11 Using Multiple Instruments to Better Understand Wind Profiler Observations of the Stratocumulus-Topped Marine Boundary Layer

Monday, 9 July 2012
Staffordshire (Westin Copley Place)
Leslie M. Hartten, CIRES/Univ. of Colorado and NOAA/ESRL/Physical Sciences Division, Boulder, CO; and A. J. Piña, J. Lujan, P. E. Johnston, and L. Bianco

Handout (18.5 MB)

Stratocumulus (Sc) clouds occur frequently over large portions of the cold waters of the southeastern Pacific Ocean. To better understand and model the radiative effects of these Sc, their thickness needs to be more accurately determined. While the height of Sc cloud bases can be measured effectively by ceilometers, the tops prove to be more difficult.

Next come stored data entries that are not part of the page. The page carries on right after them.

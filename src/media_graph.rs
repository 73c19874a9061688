// SPDX-License-Identifier: GPL-3.0-only

//! Media Controller graph: entity/pad/link enumeration and link switching
//! (component 4.A).
//!
//! Entity/pad/link field shapes mirror `struct media_v2_entity` /
//! `media_v2_pad` / `media_v2_link` from `<linux/media.h>`. No `bindgen`-based
//! media-controller crate is available, so the ioctl structs are hand-rolled
//! here in the same raw-`libc::ioctl` style the rest of this codebase uses
//! for V4L2 access.

use std::fs::{File, OpenOptions};
use std::os::unix::io::AsRawFd;
use std::path::PathBuf;

use tracing::debug;

use crate::errors::MediaGraphError;
use crate::ioctl_util::iowr;

const MEDIA_IOC_TYPE: u8 = b'|';
const MEDIA_LNK_FL_ENABLED: u32 = 1 << 0;

#[repr(C)]
struct MediaDeviceInfo {
    driver: [u8; 16],
    model: [u8; 32],
    serial: [u8; 40],
    bus_info: [u8; 32],
    media_version: u32,
    hw_revision: u32,
    driver_version: u32,
    reserved: [u32; 31],
}

#[repr(C)]
#[derive(Clone, Copy)]
struct MediaV2Entity {
    id: u32,
    name: [u8; 64],
    function: u32,
    flags: u32,
    reserved: [u32; 4],
}

#[repr(C)]
#[derive(Clone, Copy)]
struct MediaV2Interface {
    id: u32,
    intf_type: u32,
    flags: u32,
    reserved: [u32; 9],
    devnode_major: u32,
    devnode_minor: u32,
    union_pad: [u32; 14],
}

#[repr(C)]
#[derive(Clone, Copy)]
struct MediaV2Pad {
    id: u32,
    entity_id: u32,
    flags: u32,
    index: u32,
    reserved: [u32; 4],
}

#[repr(C)]
#[derive(Clone, Copy)]
struct MediaV2Link {
    id: u32,
    source_id: u32,
    sink_id: u32,
    flags: u32,
    reserved: [u32; 6],
}

#[repr(C)]
struct MediaV2Topology {
    topology_version: u64,
    num_entities: u32,
    ptr_entities: u64,
    num_interfaces: u32,
    ptr_interfaces: u64,
    num_pads: u32,
    ptr_pads: u64,
    num_links: u32,
    ptr_links: u64,
}

#[repr(C)]
#[derive(Clone, Copy, Default)]
struct MediaPadDesc {
    entity: u32,
    index: u16,
    flags: u16,
    reserved: [u32; 2],
}

#[repr(C)]
#[derive(Clone, Copy, Default)]
struct MediaLinkDesc {
    source: MediaPadDesc,
    sink: MediaPadDesc,
    flags: u32,
    reserved: [u32; 2],
}

fn cstr_bytes_to_string(bytes: &[u8]) -> String {
    let len = bytes.iter().position(|&b| b == 0).unwrap_or(bytes.len());
    String::from_utf8_lossy(&bytes[..len]).into_owned()
}

/// An entity in the media graph: `{id, name, function}` (3.).
#[derive(Debug, Clone)]
pub struct MediaEntity {
    pub id: u32,
    pub name: String,
    pub function: u32,
}

/// A pad belonging to an entity: `{id, entity_id, index, flags}` (3.).
#[derive(Debug, Clone, Copy)]
pub struct Pad {
    pub id: u32,
    pub entity_id: u32,
    pub index: u32,
    pub flags: u32,
}

/// A link between two pads: `{source_pad, sink_pad, flags}` (3.).
#[derive(Debug, Clone, Copy)]
pub struct Link {
    pub source_pad: u32,
    pub sink_pad: u32,
    pub flags: u32,
}

impl Link {
    pub fn enabled(&self) -> bool {
        self.flags & MEDIA_LNK_FL_ENABLED != 0
    }
}

/// An interface node (typically a devnode) exposed by the graph.
#[derive(Debug, Clone, Copy)]
pub struct Interface {
    pub id: u32,
    pub devnode_major: u32,
    pub devnode_minor: u32,
}

/// A handle onto one `/dev/mediaN` graph with an immutable topology
/// snapshot, taken via `MEDIA_IOC_G_TOPOLOGY` (4.A).
pub struct Device {
    file: File,
    pub entities: Vec<MediaEntity>,
    pub pads: Vec<Pad>,
    pub links: Vec<Link>,
    pub interfaces: Vec<Interface>,
}

impl Device {
    fn query_device_info(file: &File) -> Option<MediaDeviceInfo> {
        let mut info: MediaDeviceInfo = unsafe { std::mem::zeroed() };
        let nr = iowr::<MediaDeviceInfo>(MEDIA_IOC_TYPE, 0x00);
        let rc = unsafe { libc::ioctl(file.as_raw_fd(), nr as _, &mut info as *mut _) };
        if rc < 0 { None } else { Some(info) }
    }

    fn query_topology(&mut self) -> Result<(), MediaGraphError> {
        // First pass: sizes only, second pass: filled buffers. The kernel
        // reports counts back into the same struct, so we query twice:
        // once with null pointers to learn counts, once with buffers sized
        // to match.
        let mut topo: MediaV2Topology = unsafe { std::mem::zeroed() };
        let nr = iowr::<MediaV2Topology>(MEDIA_IOC_TYPE, 0x04);
        let rc = unsafe { libc::ioctl(self.file.as_raw_fd(), nr as _, &mut topo as *mut _) };
        if rc < 0 {
            return Err(MediaGraphError::IoctlFailed {
                name: "MEDIA_IOC_G_TOPOLOGY",
                errno: std::io::Error::last_os_error().raw_os_error().unwrap_or(-1),
            });
        }

        let mut entities = vec![
            MediaV2Entity {
                id: 0,
                name: [0; 64],
                function: 0,
                flags: 0,
                reserved: [0; 4]
            };
            topo.num_entities as usize
        ];
        let mut interfaces = vec![
            MediaV2Interface {
                id: 0,
                intf_type: 0,
                flags: 0,
                reserved: [0; 9],
                devnode_major: 0,
                devnode_minor: 0,
                union_pad: [0; 14],
            };
            topo.num_interfaces as usize
        ];
        let mut pads = vec![
            MediaV2Pad {
                id: 0,
                entity_id: 0,
                flags: 0,
                index: 0,
                reserved: [0; 4]
            };
            topo.num_pads as usize
        ];
        let mut links = vec![
            MediaV2Link {
                id: 0,
                source_id: 0,
                sink_id: 0,
                flags: 0,
                reserved: [0; 6]
            };
            topo.num_links as usize
        ];

        topo.ptr_entities = entities.as_mut_ptr() as u64;
        topo.ptr_interfaces = interfaces.as_mut_ptr() as u64;
        topo.ptr_pads = pads.as_mut_ptr() as u64;
        topo.ptr_links = links.as_mut_ptr() as u64;

        let rc = unsafe { libc::ioctl(self.file.as_raw_fd(), nr as _, &mut topo as *mut _) };
        if rc < 0 {
            return Err(MediaGraphError::IoctlFailed {
                name: "MEDIA_IOC_G_TOPOLOGY",
                errno: std::io::Error::last_os_error().raw_os_error().unwrap_or(-1),
            });
        }

        self.entities = entities
            .iter()
            .map(|e| MediaEntity {
                id: e.id,
                name: cstr_bytes_to_string(&e.name),
                function: e.function,
            })
            .collect();
        self.pads = pads
            .iter()
            .map(|p| Pad {
                id: p.id,
                entity_id: p.entity_id,
                index: p.index,
                flags: p.flags,
            })
            .collect();
        self.links = links
            .iter()
            .map(|l| Link {
                source_pad: l.source_id,
                sink_pad: l.sink_id,
                flags: l.flags,
            })
            .collect();
        self.interfaces = interfaces
            .iter()
            .map(|i| Interface {
                id: i.id,
                devnode_major: i.devnode_major,
                devnode_minor: i.devnode_minor,
            })
            .collect();

        Ok(())
    }

    /// Locate `/dev/mediaN` whose `MEDIA_IOC_DEVICE_INFO` driver field
    /// matches `driver_name`, and snapshot its topology.
    pub fn open_graph(driver_name: &str) -> Result<Device, MediaGraphError> {
        let entries = std::fs::read_dir("/dev").map_err(|_| MediaGraphError::NotFound {
            driver: driver_name.to_string(),
        })?;

        for entry in entries.flatten() {
            let name = entry.file_name();
            let name_str = name.to_string_lossy();
            if !name_str.starts_with("media") {
                continue;
            }
            let path = entry.path();
            let Ok(file) = OpenOptions::new().read(true).write(true).open(&path) else {
                continue;
            };
            let Some(info) = Self::query_device_info(&file) else {
                continue;
            };
            let driver = cstr_bytes_to_string(&info.driver);
            if driver != driver_name {
                continue;
            }

            debug!(path = %path.display(), driver, "opened media graph");
            let mut device = Device {
                file,
                entities: Vec::new(),
                pads: Vec::new(),
                links: Vec::new(),
                interfaces: Vec::new(),
            };
            device.query_topology()?;
            return Ok(device);
        }

        Err(MediaGraphError::NotFound {
            driver: driver_name.to_string(),
        })
    }

    /// Find the first entity whose name contains `name_substring`.
    pub fn find_entity(&self, name_substring: &str) -> Option<&MediaEntity> {
        self.entities.iter().find(|e| e.name.contains(name_substring))
    }

    /// The pads belonging to `entity_id`.
    pub fn pad_of_entity(&self, entity_id: u32) -> Vec<Pad> {
        self.pads
            .iter()
            .copied()
            .filter(|p| p.entity_id == entity_id)
            .collect()
    }

    /// The interface (devnode) linked to `entity_id`, if any.
    pub fn interface_of_entity(&self, entity_id: u32) -> Option<Interface> {
        let pad_ids: Vec<u32> = self.pad_of_entity(entity_id).iter().map(|p| p.id).collect();
        for link in &self.links {
            if pad_ids.contains(&link.sink_pad) || pad_ids.contains(&link.source_pad) {
                for iface in &self.interfaces {
                    if iface.id == link.source_pad || iface.id == link.sink_pad {
                        return Some(*iface);
                    }
                }
            }
        }
        None
    }

    /// Resolve a `(major, minor)` devnode pair to a `/dev/*` path, first via
    /// `/sys/dev/char/<major>:<minor>`, falling back to walking `/dev`.
    pub fn resolve_devnode(major: u32, minor: u32) -> Result<PathBuf, MediaGraphError> {
        let sysfs_link = format!("/sys/dev/char/{major}:{minor}");
        if let Ok(target) = std::fs::read_link(&sysfs_link) {
            if let Some(name) = target.file_name() {
                let candidate = PathBuf::from("/dev").join(name);
                if candidate.exists() {
                    return Ok(candidate);
                }
            }
            // Some drivers expose the uevent file with a DEVNAME entry
            // instead of a friendly symlink target; fall through to the
            // /dev walk in that case.
        }

        let entries = std::fs::read_dir("/dev").map_err(|_| MediaGraphError::DevnodeNotFound {
            major,
            minor,
        })?;
        for entry in entries.flatten() {
            let path = entry.path();
            let Ok(metadata) = entry.metadata() else {
                continue;
            };
            use std::os::unix::fs::MetadataExt;
            if !metadata.file_type().is_char_device() {
                continue;
            }
            let rdev = metadata.rdev();
            let found_major = libc::major(rdev) as u32;
            let found_minor = libc::minor(rdev) as u32;
            if found_major == major && found_minor == minor {
                return Ok(path);
            }
        }

        Err(MediaGraphError::DevnodeNotFound { major, minor })
    }

    /// Issue `MEDIA_IOC_SETUP_LINK` to enable or disable the link between
    /// `src_pad` and `sink_pad`.
    pub fn set_link(
        &mut self,
        src_pad: u32,
        sink_pad: u32,
        enabled: bool,
    ) -> Result<(), MediaGraphError> {
        let src = self
            .pads
            .iter()
            .find(|p| p.id == src_pad)
            .ok_or(MediaGraphError::EntityNotFound {
                name: format!("pad {src_pad}"),
            })?;
        let sink = self
            .pads
            .iter()
            .find(|p| p.id == sink_pad)
            .ok_or(MediaGraphError::EntityNotFound {
                name: format!("pad {sink_pad}"),
            })?;

        let mut desc = MediaLinkDesc {
            source: MediaPadDesc {
                entity: src.entity_id,
                index: src.index as u16,
                flags: 0,
                reserved: [0; 2],
            },
            sink: MediaPadDesc {
                entity: sink.entity_id,
                index: sink.index as u16,
                flags: 0,
                reserved: [0; 2],
            },
            flags: if enabled { MEDIA_LNK_FL_ENABLED } else { 0 },
            reserved: [0; 2],
        };

        let nr = iowr::<MediaLinkDesc>(MEDIA_IOC_TYPE, 0x03);
        let rc = unsafe { libc::ioctl(self.file.as_raw_fd(), nr as _, &mut desc as *mut _) };
        if rc < 0 {
            return Err(MediaGraphError::IoctlFailed {
                name: "MEDIA_IOC_SETUP_LINK",
                errno: std::io::Error::last_os_error().raw_os_error().unwrap_or(-1),
            });
        }

        if let Some(link) = self
            .links
            .iter_mut()
            .find(|l| l.source_pad == src_pad && l.sink_pad == sink_pad)
        {
            link.flags = if enabled {
                link.flags | MEDIA_LNK_FL_ENABLED
            } else {
                link.flags & !MEDIA_LNK_FL_ENABLED
            };
        }

        debug!(src_pad, sink_pad, enabled, "set_link");
        Ok(())
    }
}

#[cfg(test)]
mod tests {
    use super::*;

    #[test]
    fn link_enabled_reflects_flag_bit() {
        let enabled = Link {
            source_pad: 1,
            sink_pad: 2,
            flags: MEDIA_LNK_FL_ENABLED,
        };
        let disabled = Link {
            source_pad: 1,
            sink_pad: 2,
            flags: 0,
        };
        assert!(enabled.enabled());
        assert!(!disabled.enabled());
    }

    #[test]
    fn cstr_bytes_to_string_stops_at_nul() {
        let mut buf = [0u8; 16];
        buf[..5].copy_from_slice(b"ov564");
        assert_eq!(cstr_bytes_to_string(&buf), "ov564");
    }
}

Data from wind profiling radars are often suggested for identifying the top of the marine boundary layer (MBL), which more or less coincides with the top of the Sc deck, but unambiguous interpretation of profiler data in this setting has proved difficult. Multi-platform observations from Pan American Climate Study (PACS) research cruises off the west coast of South America offer a fine opportunity to refine this idea. Here we focus on analyzing and understanding profiler data acquired over the eastern Pacific Ocean during boreal fall 2000 and 2004, with the assistance of both ceilometer and radiosonde data. Monthly mean cloud cover from the International Satellite Cloud Climatology Project (ISCCP) was used to identify days when the ships were likely to have been under Sc. Results from several days show the relative positions of cloud base heights estimated by ceilometers, humidity gradients in radiosonde profiles, and layers of high reflectivity observed by the profilers. The combined platforms also allow us to document the evolution of an internal boundary layer, whose existence shows one more challenge to be overcome if single-platform methods are to be used to determine MBL heights in this region.